Whoops. Hey, at least it’s an improvement from last year, when the plan announced they had a $17.2B shortfall.
Let’s take a look at some American pension plans. For instance, say you were a firefighter in a random city, like Stockton, California. Or San Bernardino, California. Or maybe Birmingham, Alabama. How would your public pension be if you spent your career working for one of those cities? Well, chances are it would be more dead than Grandpa’s penis without Cialis, since each of those places has declared bankruptcy in the past 12 months. Pensions have been slashed to almost zero. Yes, that can happen when the city that guarantees the pension goes bankrupt.
Remember when General Motors and Chrysler went bankrupt, and almost took Ford down the crapper with them? Sure, there were all sorts of things that brought them down. They were getting their ass kicked by foreign competition. They had too many gas guzzling SUVs, vehicles that consumers don’t really want anymore. They were also bloated with debt. On top of all that, these companies had made huge pension plan promises to their workers, pensions that eventually became perhaps the biggest factor leading to their financial ruin. 30 years ago, a pension from General Motors was as good as gold. Now? Not so much.

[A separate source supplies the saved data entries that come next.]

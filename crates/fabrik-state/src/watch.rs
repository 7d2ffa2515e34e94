//! Resumable watches over resource changes.
//!
//! Every committed write becomes a [`WatchEvent`] stamped with the store
//! revision. The [`WatchHub`] keeps a bounded history of recent events so a
//! watcher can resume from its bookmark after the stream ends; a bookmark
//! older than the retained history yields [`StateError::Expired`] and the
//! caller must relist.

use std::collections::VecDeque;
use std::sync::Mutex;
use std::time::Duration;

use serde::{Deserialize, Serialize};
use tokio::sync::broadcast;
use tokio::time::Instant;
use tracing::{debug, warn};

use crate::error::{StateError, StateResult};
use crate::selector::LabelSelector;
use crate::types::Resource;

/// Default number of events retained for bookmark resumption.
pub const DEFAULT_HISTORY_CAPACITY: usize = 4096;

const BROADCAST_CAPACITY: usize = 1024;

#[derive(Debug, Clone, Copy, PartialEq, Eq, Serialize, Deserialize)]
#[serde(rename_all = "snake_case")]
pub enum EventKind {
    Added,
    Modified,
    Deleted,
}

/// A single change notification.
#[derive(Debug, Clone, PartialEq, Serialize, Deserialize)]
pub struct WatchEvent {
    pub kind: EventKind,
    pub revision: u64,
    /// The resource after the change (before it, for deletions).
    pub resource: Resource,
}

/// Options for establishing a watch.
#[derive(Debug, Clone, Default)]
pub struct WatchOptions {
    /// Resume after this revision. `None` lists current matches first.
    pub since: Option<u64>,
    /// The stream ends once this elapses.
    pub timeout: Option<Duration>,
}

impl WatchOptions {
    pub fn since(mut self, revision: u64) -> Self {
        self.since = Some(revision);
        self
    }

    pub fn with_timeout(mut self, timeout: Duration) -> Self {
        self.timeout = Some(timeout);
        self
    }
}

struct HubInner {
    history: VecDeque<WatchEvent>,
    capacity: usize,
    /// Highest revision that has been evicted from `history`.
    compacted: u64,
}

/// Fan-out point between the store's write path and its watchers.
///
/// The store holds the hub lock across commit and publish, so history order
/// equals commit order and a new watcher never misses an event between its
/// initial listing and its subscription.
pub struct WatchHub {
    inner: Mutex<HubInner>,
    tx: broadcast::Sender<WatchEvent>,
}

impl WatchHub {
    pub fn new(capacity: usize) -> Self {
        let (tx, _) = broadcast::channel(BROADCAST_CAPACITY);
        Self {
            inner: Mutex::new(HubInner {
                history: VecDeque::with_capacity(capacity.min(1024)),
                capacity: capacity.max(1),
                compacted: 0,
            }),
            tx,
        }
    }

    /// Run `f` while holding the hub lock. Writes and watch setup go through here.
    pub(crate) fn locked<T>(&self, f: impl FnOnce(&mut HubGuard<'_>) -> T) -> T {
        let mut inner = match self.inner.lock() {
            Ok(guard) => guard,
            Err(poisoned) => poisoned.into_inner(),
        };
        let mut guard = HubGuard {
            inner: &mut *inner,
            tx: &self.tx,
        };
        f(&mut guard)
    }
}

pub(crate) struct HubGuard<'a> {
    inner: &'a mut HubInner,
    tx: &'a broadcast::Sender<WatchEvent>,
}

impl HubGuard<'_> {
    pub(crate) fn publish(&mut self, event: WatchEvent) {
        if self.inner.history.len() >= self.inner.capacity {
            if let Some(evicted) = self.inner.history.pop_front() {
                self.inner.compacted = evicted.revision;
            }
        }
        self.inner.history.push_back(event.clone());
        // No receivers is fine.
        let _ = self.tx.send(event);
    }

    pub(crate) fn subscribe(&self) -> broadcast::Receiver<WatchEvent> {
        self.tx.subscribe()
    }

    /// Events after `since`, or `Expired` if some of them were evicted.
    pub(crate) fn replay_after(&self, since: u64) -> StateResult<Vec<WatchEvent>> {
        if since < self.inner.compacted {
            return Err(StateError::Expired {
                since,
                oldest: self.inner.compacted + 1,
            });
        }
        Ok(self
            .inner
            .history
            .iter()
            .filter(|e| e.revision > since)
            .cloned()
            .collect())
    }
}

/// A stream of change events for one `(group, kind)` and selector.
pub struct Watch {
    group: String,
    kind: String,
    selector: LabelSelector,
    backlog: VecDeque<WatchEvent>,
    rx: broadcast::Receiver<WatchEvent>,
    deadline: Option<Instant>,
    bookmark: u64,
}

impl Watch {
    pub(crate) fn new(
        group: &str,
        kind: &str,
        selector: LabelSelector,
        backlog: Vec<WatchEvent>,
        rx: broadcast::Receiver<WatchEvent>,
        timeout: Option<Duration>,
        bookmark: u64,
    ) -> Self {
        let mut watch = Self {
            group: group.to_string(),
            kind: kind.to_string(),
            selector,
            backlog: VecDeque::new(),
            rx,
            deadline: timeout.map(|t| Instant::now() + t),
            bookmark,
        };
        watch.backlog = backlog.into_iter().filter(|e| watch.wants(e)).collect();
        watch
    }

    /// Revision of the last event this watch has seen, matching or not.
    /// Pass it as [`WatchOptions::since`] to resume.
    pub fn bookmark(&self) -> u64 {
        self.bookmark
    }

    /// Next matching event, or `None` when the stream has ended (timeout,
    /// lag, or store shutdown). An ended stream should be re-established
    /// from [`Watch::bookmark`].
    pub async fn next(&mut self) -> Option<WatchEvent> {
        if let Some(event) = self.backlog.pop_front() {
            self.bookmark = self.bookmark.max(event.revision);
            return Some(event);
        }
        loop {
            let received = match self.deadline {
                Some(deadline) => match tokio::time::timeout_at(deadline, self.rx.recv()).await {
                    Ok(r) => r,
                    Err(_) => {
                        debug!(group = %self.group, kind = %self.kind, bookmark = self.bookmark, "watch timed out");
                        return None;
                    }
                },
                None => self.rx.recv().await,
            };
            match received {
                Ok(event) => {
                    if event.revision <= self.bookmark {
                        continue;
                    }
                    self.bookmark = event.revision;
                    if self.wants(&event) {
                        return Some(event);
                    }
                }
                Err(broadcast::error::RecvError::Lagged(skipped)) => {
                    warn!(group = %self.group, kind = %self.kind, skipped, "watch lagged, closing stream");
                    return None;
                }
                Err(broadcast::error::RecvError::Closed) => return None,
            }
        }
    }

    fn wants(&self, event: &WatchEvent) -> bool {
        let key = &event.resource.key;
        key.group == self.group && key.kind == self.kind && self.selector.matches(&event.resource)
    }
}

Pension shortfalls are everywhere. Air Canada’s pension plan is short $4.4B, probably because people would rather fly in a Soviet made helicopter. Boeing recently needed to inject $1.5B into their pension plan, causing the company to miss earnings expectations. The City of Regina is currently dealing with a $246M pension shortfall. One of their proposed solutions is to raise contributions to a whopping 45.5%. I know you don’t believe me, so here’s the link. Hell, even NASA is looking at a shortfall of over $500M. They can send a man to the moon, but they can’t even get pensions right.
It didn’t used to be this way. During the bull market of the late 1990s, company pension plans were flush with cash. Companies like General Motors used to routinely take the extra money that the pension made (as in, any money the plan made that was in excess to what it needed) and report it as part of the company’s profits. Sure, it’s kinda sneaky, but it’s all acceptable under accounting rules.
Prolonged low interest rates have hampered pension fund returns for years now. Considering the record low yields we’re currently experiencing, these challenges are here to stay for the foreseeable future. Everybody and their dog (especially their dog) are predicting subpar equity returns for the next decade or so. That’s not good for your pension either.
Plus, we have a demographic challenge. Pensions were pretty safe when there was a giant glut of baby boomers paying into them and hardly any old people collecting. As more boomers retire in the next decade, your contributions will help to pay for your parents’ pension. Don’t let them say you never did anything for them. Maybe you can guilt them into buying you some crap.
The company I work for used to offer a pension plan. It’s been closed to new employees for years now, unless you get promoted beyond whatever it is I do. But even if they did offer it, I’d still be contributing money to my retirement. These pensions aren’t guaranteed. Considering the massive pension shortfalls everywhere, having a backup plan may not be such a bad idea.